Exercise prompt: Within the data below, state how many lines contain the string "display". Provide the number only.

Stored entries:

***

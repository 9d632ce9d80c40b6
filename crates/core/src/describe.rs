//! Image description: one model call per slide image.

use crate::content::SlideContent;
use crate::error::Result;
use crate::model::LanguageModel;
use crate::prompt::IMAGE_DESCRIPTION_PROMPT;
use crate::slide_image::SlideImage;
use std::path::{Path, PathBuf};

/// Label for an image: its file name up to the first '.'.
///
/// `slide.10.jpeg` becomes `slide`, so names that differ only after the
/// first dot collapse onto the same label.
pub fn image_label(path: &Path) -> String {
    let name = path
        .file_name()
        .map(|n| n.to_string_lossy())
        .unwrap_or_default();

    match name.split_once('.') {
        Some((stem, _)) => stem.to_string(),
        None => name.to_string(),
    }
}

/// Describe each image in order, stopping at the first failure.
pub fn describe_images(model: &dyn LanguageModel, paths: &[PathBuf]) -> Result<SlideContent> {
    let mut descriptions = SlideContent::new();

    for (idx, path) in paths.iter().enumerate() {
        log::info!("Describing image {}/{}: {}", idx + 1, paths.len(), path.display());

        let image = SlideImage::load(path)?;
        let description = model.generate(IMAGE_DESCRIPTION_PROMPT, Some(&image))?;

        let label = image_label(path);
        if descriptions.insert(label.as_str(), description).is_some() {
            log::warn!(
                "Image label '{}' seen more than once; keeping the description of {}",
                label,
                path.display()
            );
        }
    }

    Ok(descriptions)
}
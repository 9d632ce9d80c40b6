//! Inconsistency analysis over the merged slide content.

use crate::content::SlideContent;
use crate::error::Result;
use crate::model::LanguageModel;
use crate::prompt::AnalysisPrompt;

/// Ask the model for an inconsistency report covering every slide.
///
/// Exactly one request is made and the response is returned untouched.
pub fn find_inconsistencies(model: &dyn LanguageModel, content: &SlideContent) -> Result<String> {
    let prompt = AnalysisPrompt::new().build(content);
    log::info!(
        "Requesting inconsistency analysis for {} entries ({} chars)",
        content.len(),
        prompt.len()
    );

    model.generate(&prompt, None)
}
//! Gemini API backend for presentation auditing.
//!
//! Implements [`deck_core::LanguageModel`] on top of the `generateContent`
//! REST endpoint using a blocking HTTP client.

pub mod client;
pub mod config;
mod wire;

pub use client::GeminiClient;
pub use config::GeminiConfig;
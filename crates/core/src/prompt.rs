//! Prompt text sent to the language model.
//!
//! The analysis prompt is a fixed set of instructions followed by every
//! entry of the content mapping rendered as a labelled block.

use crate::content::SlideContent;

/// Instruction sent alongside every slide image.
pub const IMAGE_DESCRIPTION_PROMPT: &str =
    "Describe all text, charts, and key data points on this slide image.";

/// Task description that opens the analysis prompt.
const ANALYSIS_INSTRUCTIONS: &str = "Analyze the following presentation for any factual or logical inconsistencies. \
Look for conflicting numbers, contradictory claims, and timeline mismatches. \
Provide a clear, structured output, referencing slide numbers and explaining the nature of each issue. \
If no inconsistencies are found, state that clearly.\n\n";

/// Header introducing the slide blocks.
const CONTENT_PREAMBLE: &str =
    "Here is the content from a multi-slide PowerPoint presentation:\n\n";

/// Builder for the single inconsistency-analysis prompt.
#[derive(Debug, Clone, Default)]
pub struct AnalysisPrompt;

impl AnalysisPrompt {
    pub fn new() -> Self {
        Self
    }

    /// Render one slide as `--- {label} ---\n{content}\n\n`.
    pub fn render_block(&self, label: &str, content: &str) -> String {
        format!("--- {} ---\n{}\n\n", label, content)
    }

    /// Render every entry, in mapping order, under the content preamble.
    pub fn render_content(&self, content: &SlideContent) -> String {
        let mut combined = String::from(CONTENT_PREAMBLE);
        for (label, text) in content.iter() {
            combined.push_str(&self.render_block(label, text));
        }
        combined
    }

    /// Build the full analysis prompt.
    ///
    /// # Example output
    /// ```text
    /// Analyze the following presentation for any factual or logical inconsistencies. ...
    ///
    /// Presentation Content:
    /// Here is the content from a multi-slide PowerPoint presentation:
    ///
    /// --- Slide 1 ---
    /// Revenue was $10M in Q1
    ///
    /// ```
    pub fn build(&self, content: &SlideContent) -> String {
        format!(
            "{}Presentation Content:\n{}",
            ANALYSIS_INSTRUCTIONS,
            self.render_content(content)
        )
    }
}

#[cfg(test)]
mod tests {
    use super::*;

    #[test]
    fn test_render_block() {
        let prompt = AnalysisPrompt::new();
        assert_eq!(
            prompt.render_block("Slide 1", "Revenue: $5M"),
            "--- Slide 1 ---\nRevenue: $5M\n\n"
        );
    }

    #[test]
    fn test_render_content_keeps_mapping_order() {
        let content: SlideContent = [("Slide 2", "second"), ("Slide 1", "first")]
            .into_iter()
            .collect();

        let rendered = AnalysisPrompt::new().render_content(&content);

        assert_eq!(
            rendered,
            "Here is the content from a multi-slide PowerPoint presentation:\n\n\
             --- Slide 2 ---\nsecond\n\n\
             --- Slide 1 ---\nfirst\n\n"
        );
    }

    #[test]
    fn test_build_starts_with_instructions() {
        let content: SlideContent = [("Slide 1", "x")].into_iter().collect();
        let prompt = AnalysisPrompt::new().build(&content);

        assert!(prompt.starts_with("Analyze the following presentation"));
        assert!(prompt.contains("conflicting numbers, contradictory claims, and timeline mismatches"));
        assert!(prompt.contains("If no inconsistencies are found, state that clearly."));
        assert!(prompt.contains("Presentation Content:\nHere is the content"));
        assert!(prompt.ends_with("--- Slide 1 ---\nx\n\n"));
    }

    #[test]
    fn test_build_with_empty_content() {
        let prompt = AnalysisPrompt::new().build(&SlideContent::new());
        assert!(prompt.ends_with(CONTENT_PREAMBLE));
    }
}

***

Result: 2